Dave has been urging me to set a date for ride out or two for ages and I have been out for the odd ride on my own in the night. Any way we identified yesterday as the day this week with a plan to go to the coast and ride together for a while. The day before I tried to slip out of it on the grounds that I wasn’t ready and didn’t wish to be left behind on the road. Dave assured me that with his sciatica and lack of miles in his legs we would be looking for a flat course and would take it steady. So I agreed and we set off the following morning heading for Hove.
We duly arrived at our Sat Nav destination on the sea front. Dave had prepared every thing. Two foldable chairs, kettle, cups, bowls for cereal and bags of provisions including energy drink for our bidons ( Oops! Getting French there – water bottles) and energy bars. I’d had breakfast and my bottle was full but the freshly made cup of Assam tea was like nectar as we sat on our chairs in the glorious sunshine. I was very touched by Dave’s effort to make this work.
After a while we got the bikes of the car and set off slowly into a stiff headwind towards Devon. Sounds good eh? Dave had asked which way we should go out and thinking of the three lumpy bits on the way out past Brighton and that there would be a headwind on our way back I decided we would go West.
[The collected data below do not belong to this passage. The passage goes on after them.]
//! # Sitecraft Plans
//!
//! Subscription limits and the gate that enforces them.
//!
//! The gate never mutates anything: it answers `Allowed` or `Denied` from
//! the plan catalog and a usage source that the caller fetched for this
//! one decision.

mod errors;
mod gate;
mod plan;

pub use errors::GateError;
pub use gate::{resolve_settings, Decision, Denial, Gate, PlanGate, UsageSnapshot, UsageSource};
pub use plan::{Feature, PlanCatalog, PlanLimits, PlanTier};
/// Directory that can be made to hang
struct StallingDirectory {
    plan: PlanTier,
    stalled: AtomicBool,
}

#[async_trait]
impl CustomerDirectory for StallingDirectory {
    async fn plan_for(&self, _customer: &CustomerId) -> Result<PlanTier, CollaboratorError> {
        if self.stalled.load(Ordering::SeqCst) {
            tokio::time::sleep(Duration::from_secs(10)).await;
        }
        Ok(self.plan)
    }
}

struct Harness {
    service: ProjectService,
    store: Arc<FlakyStore>,
    ai: Arc<ScriptedAi>,
    billing: Arc<CreditLedger>,
}

async fn harness(plan: PlanTier, ai: ScriptedAi, config: ServiceConfig) -> Harness {
    let store = Arc::new(FlakyStore::default());
    let ai = Arc::new(ai);
    let billing = Arc::new(CreditLedger::new());
    billing.top_up("c-1", 10_000).await;

    let service = ProjectService::new(
        store.clone(),
        Arc::new(StaticDirectory::new(plan)),
        ai.clone(),
        billing.clone(),
        config,
    );
    Harness {
        service,
        store,
        ai,
        billing,
    }
}

fn customer() -> CustomerId {
    CustomerId::new("c-1")
}

fn home() -> PageId {
    PageId::new("home")
}

fn add_cta(id: &str) -> Operation {
    Operation::new(
        id,
        OperationKind::AddBlock {
            page_id: home(),
            block_type: "cta".into(),
            data: Some(json!({ "headline": "Order a cake" })),
            style: None,
            index: None,
        },
    )
}

#[tokio::test]
async fn test_starter_site_limit_creates_nothing() {
    let h = harness(PlanTier::Starter, ScriptedAi::new(vec![]), ServiceConfig::default()).await;

    h.service.create_project(&customer(), "p-1", "Acme Bakery").await.unwrap();

    match h.service.create_project(&customer(), "p-2", "Second Shop").await {
        Err(ServiceError::PlanDenied(denial)) => assert_eq!(denial.upgrade_to, Some(PlanTier::Pro)),
        other => panic!("Expected a plan denial, got {other:?}"),
    }
    assert_eq!(h.store.load_project(&ProjectId::new("p-2")).await.unwrap(), None);
    assert_eq!(h.store.count_projects(&customer()).await.unwrap(), 1);
}

#[tokio::test]
async fn test_concurrent_creation_respects_site_limit() {
    let h = harness(PlanTier::Starter, ScriptedAi::new(vec![]), ServiceConfig::default()).await;

    let (c1, c2) = (customer(), customer());
    let (a, b) = tokio::join!(
        h.service.create_project(&c1, "p-1", "First"),
        h.service.create_project(&c2, "p-2", "Second"),
    );

    assert_eq!([a.is_ok(), b.is_ok()].iter().filter(|ok| **ok).count(), 1);
    assert_eq!(h.store.count_projects(&customer()).await.unwrap(), 1);
}

#[tokio::test]
async fn test_deleted_project_frees_its_site() {
    let h = harness(PlanTier::Starter, ScriptedAi::new(vec![]), ServiceConfig::default()).await;
    let p1 = ProjectId::new("p-1");

    h.service.create_project(&customer(), "p-1", "Old Shop").await.unwrap();
    let deleted = h.service.delete_project(&p1).await.unwrap();
    assert!(deleted.project().is_deleted());

    // Kept in the store, no longer counted.
    assert!(h.store.load_project(&p1).await.unwrap().unwrap().is_deleted());
    h.service.create_project(&customer(), "p-2", "New Shop").await.unwrap();

    assert!(matches!(
        h.service.publish(&p1).await,
        Err(ServiceError::ProjectDeleted(_))
    ));
}

#[tokio::test]
async fn test_page_limit() {
    let h = harness(PlanTier::Starter, ScriptedAi::new(vec![]), ServiceConfig::default()).await;
    let p1 = ProjectId::new("p-1");
    h.service.create_project(&customer(), "p-1", "Acme").await.unwrap();

    for n in 1..5 {
        let slug = format!("page-{n}");
        h.service
            .add_page(&p1, Page::new(slug.as_str(), slug.as_str(), format!("Page {n}")))
            .await
            .unwrap();
    }

    let result = h.service.add_page(&p1, Page::new("extra", "extra", "Extra")).await;
    assert!(matches!(
        result,
        Err(ServiceError::Editor(EditorError::PlanDenied(_)))
    ));
    assert_eq!(h.service.document(&p1).await.unwrap().project().pages.len(), 5);
}

#[tokio::test]
async fn test_propose_and_apply_all() {
    let ops = vec![add_cta("op-1"), add_cta("op-2")];
    let h = harness(PlanTier::Starter, ScriptedAi::new(ops), ServiceConfig::default()).await;
    let p1 = ProjectId::new("p-1");
    h.service.create_project(&customer(), "p-1", "Acme").await.unwrap();

    let changeset = h.service.propose(&p1, &home(), "Add two calls to action").await.unwrap();
    assert_eq!(changeset.operations.len(), 2);
    assert_eq!(changeset.usage.map(|u| u.total()), Some(1_500));
    // Nothing applied yet.
    assert!(h.service.document(&p1).await.unwrap().project().pages[0].blocks.is_empty());

    h.service.dismiss(&p1, &OperationId::new("op-2")).await.unwrap();
    let report = h.service.apply_all(&p1, &changeset.id).await.unwrap();
    assert_eq!(report.applied, vec![OperationId::new("op-1")]);
    assert_eq!(report.skipped, vec![OperationId::new("op-2")]);

    let stored = h.store.load_project(&p1).await.unwrap().unwrap();
    let kinds: Vec<BlockType> = stored.pages[0].blocks.iter().map(|b| b.kind()).collect();
    assert_eq!(kinds, vec![BlockType::Cta]);

    // Hold of 4000 released, 1500 tokens charged.
    assert_eq!(h.billing.balance(&customer()).await, 8_500);
}

#[tokio::test]
async fn test_billing_denial_skips_ai() {
    let config = ServiceConfig {
        estimated_ai_cost: 50_000,
        ..ServiceConfig::default()
    };
    let h = harness(PlanTier::Pro, ScriptedAi::new(vec![add_cta("op-1")]), config).await;
    let p1 = ProjectId::new("p-1");
    h.service.create_project(&customer(), "p-1", "Acme").await.unwrap();

    let result = h.service.propose(&p1, &home(), "Add a call to action").await;
    assert!(matches!(result, Err(ServiceError::BillingDenied(_))));
    assert_eq!(h.ai.calls.load(Ordering::SeqCst), 0);
}

#[tokio::test]
async fn test_ai_timeout_releases_hold() {
    let config = ServiceConfig {
        ai_timeout: Duration::from_millis(20),
        ..ServiceConfig::default()
    };
    let h = harness(PlanTier::Pro, ScriptedAi::slow(Duration::from_secs(10)), config).await;
    let p1 = ProjectId::new("p-1");
    h.service.create_project(&customer(), "p-1", "Acme").await.unwrap();

    let result = h.service.propose(&p1, &home(), "Redesign everything").await;
    assert!(matches!(
        result,
        Err(ServiceError::Timeout {
            collaborator: "AI provider",
            ..
        })
    ));
    assert_eq!(h.billing.balance(&customer()).await, 10_000);
}

#[tokio::test]
async fn test_failed_save_leaves_operation_proposed() {
    let h = harness(PlanTier::Starter, ScriptedAi::new(vec![add_cta("op-1")]), ServiceConfig::default()).await;
    let p1 = ProjectId::new("p-1");
    let op = OperationId::new("op-1");
    h.service.create_project(&customer(), "p-1", "Acme").await.unwrap();
    h.service.propose(&p1, &home(), "Add a call to action").await.unwrap();

    h.store.fail_saves.store(true, Ordering::SeqCst);
    assert!(matches!(
        h.service.accept(&p1, &op).await,
        Err(ServiceError::Store(_))
    ));
    assert!(h.service.document(&p1).await.unwrap().project().pages[0].blocks.is_empty());

    // Retrying once the store is back applies the operation exactly once.
    h.store.fail_saves.store(false, Ordering::SeqCst);
    let first = h.service.accept(&p1, &op).await.unwrap();
    let again = h.service.accept(&p1, &op).await.unwrap();
    assert!(first.same_snapshot(&again));
    assert_eq!(first.project().pages[0].blocks.len(), 1);
}

#[tokio::test]
async fn test_concurrent_accepts_apply_once() {
    let h = harness(PlanTier::Starter, ScriptedAi::new(vec![add_cta("op-1")]), ServiceConfig::default()).await;
    let p1 = ProjectId::new("p-1");
    let op = OperationId::new("op-1");
    h.service.create_project(&customer(), "p-1", "Acme").await.unwrap();
    h.service.propose(&p1, &home(), "Add a call to action").await.unwrap();

    let (a, b) = tokio::join!(h.service.accept(&p1, &op), h.service.accept(&p1, &op));
    let (a, b) = (a.unwrap(), b.unwrap());

    assert!(a.same_snapshot(&b));
    assert_eq!(a.project().pages[0].blocks.len(), 1);
}

#[tokio::test]
async fn test_gated_operation_rejected_on_starter() {
    let embed = Operation::new(
        "op-1",
        OperationKind::AddBlock {
            page_id: home(),
            block_type: "embed".into(),
            data: Some(json!({ "html": "<script src=\"https://widget.example.com\"></script>" })),
            style: None,
            index: None,
        },
    );
    let h = harness(PlanTier::Starter, ScriptedAi::new(vec![embed]), ServiceConfig::default()).await;
    let p1 = ProjectId::new("p-1");
    h.service.create_project(&customer(), "p-1", "Acme").await.unwrap();
    let changeset = h.service.propose(&p1, &home(), "Add a booking widget").await.unwrap();

    let report = h.service.apply_all(&p1, &changeset.id).await.unwrap();
    assert!(report.applied.is_empty());
    assert!(matches!(report.rejected[0].error, EditorError::PlanDenied(_)));

    let session_state = h.service.accept(&p1, &OperationId::new("op-1")).await;
    assert!(matches!(
        session_state,
        Err(ServiceError::Editor(EditorError::InvalidTransition {
            from: OperationState::Rejected,
            ..
        }))
    ));
}
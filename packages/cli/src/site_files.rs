//! Reading and writing local `*.site.json` project files.

use anyhow::{anyhow, Context, Result};
use sitecraft_document::{check_invariants, Project};
use sitecraft_plans::{PlanCatalog, PlanTier, UsageSnapshot};
use sitecraft_workspace::PROJECT_FILE_SUFFIX;
use std::fs;
use std::path::{Path, PathBuf};
use walkdir::WalkDir;

/// `path` itself when it is a file, otherwise every project file below it
pub fn find_site_files(path: &Path) -> Result<Vec<PathBuf>> {
    if path.is_file() {
        return Ok(vec![path.to_path_buf()]);
    }
    if !path.exists() {
        return Err(anyhow!("Path does not exist: {}", path.display()));
    }

    let mut files: Vec<PathBuf> = WalkDir::new(path)
        .follow_links(true)
        .into_iter()
        .filter_map(|e| e.ok())
        .filter(|e| e.file_type().is_file())
        .map(|e| e.into_path())
        .filter(|p| {
            p.file_name()
                .and_then(|n| n.to_str())
                .is_some_and(|n| n.ends_with(PROJECT_FILE_SUFFIX) && !n.starts_with('.'))
        })
        .collect();
    files.sort();
    Ok(files)
}

/// Parse a project file; block payloads are schema-checked while parsing
pub fn read_project(path: &Path) -> Result<Project> {
    let content = fs::read_to_string(path).with_context(|| format!("Cannot read {}", path.display()))?;
    let project: Project =
        serde_json::from_str(&content).with_context(|| format!("Invalid project file {}", path.display()))?;
    check_invariants(&project).with_context(|| format!("Invalid project file {}", path.display()))?;
    Ok(project)
}

/// Write through a temp file and rename, so a crash never leaves half a file
pub fn write_project(path: &Path, project: &Project) -> Result<()> {
    let file_name = path
        .file_name()
        .and_then(|n| n.to_str())
        .ok_or_else(|| anyhow!("Invalid project path: {}", path.display()))?;
    let tmp = path.with_file_name(format!(".{file_name}.tmp"));

    fs::write(&tmp, serde_json::to_string_pretty(project)?)?;
    fs::rename(&tmp, path)?;
    Ok(())
}

/// Usage for local checks: the project counts as the customer's only site
pub fn local_usage(project: &Project, plan: PlanTier) -> UsageSnapshot {
    UsageSnapshot::new(project.customer_id.clone(), plan, 1).with_pages(project.id.clone(), project.pages.len() as u32)
}

/// Keep the catalog alongside the usage it is checked against
pub struct LocalPlan {
    pub catalog: PlanCatalog,
    pub usage: UsageSnapshot,
}

impl LocalPlan {
    pub fn new(project: &Project, plan: PlanTier, catalog: PlanCatalog) -> Self {
        Self {
            catalog,
            usage: local_usage(project, plan),
        }
    }

    pub fn gate(&self) -> sitecraft_plans::PlanGate<'_, UsageSnapshot> {
        sitecraft_plans::PlanGate::new(&self.catalog, &self.usage)
    }
}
The first few miles were painful as we rolled along very gently. With our little echelon of two, with me sheltering from the wind behind Dave, things got better at around four miles as we turned off the main road and along the lovely coastal cycle path. We stopped for a breather and I felt better as we watched wind surfers on the beach just before Worthing. We had picked a great day for it but sitting in the sun with the wind blowing in our faces I was looking forward to the time when we would turn back with a tail wind. We rode on through Worthing and out the other side. We rolled around the pretty villages and lanes for some time before we felt that lull in the breeze as we turned, heading back. The ride back was done in one go and a good deal quicker. If it hadn’t been for traffic we would have gone even quicker and I was able to go to the front.
We arrived back at the car and changed out of our cycling gear. The bikes went back on the roof and we set off for the hills for some cerebral relaxation and tea. We ended up in a National Trust lay by overlooking a beautiful view of Devils Dyke. Dave made the tea and we sat on a grassy slope and chatted for a while and discussed other possible locations for our adventures before setting back to London. My legs burned with the old familiar lactic acid ache and I felt great. I felt great because finally I had made the start line and in our very small way we had triumphed. Energy over apathy.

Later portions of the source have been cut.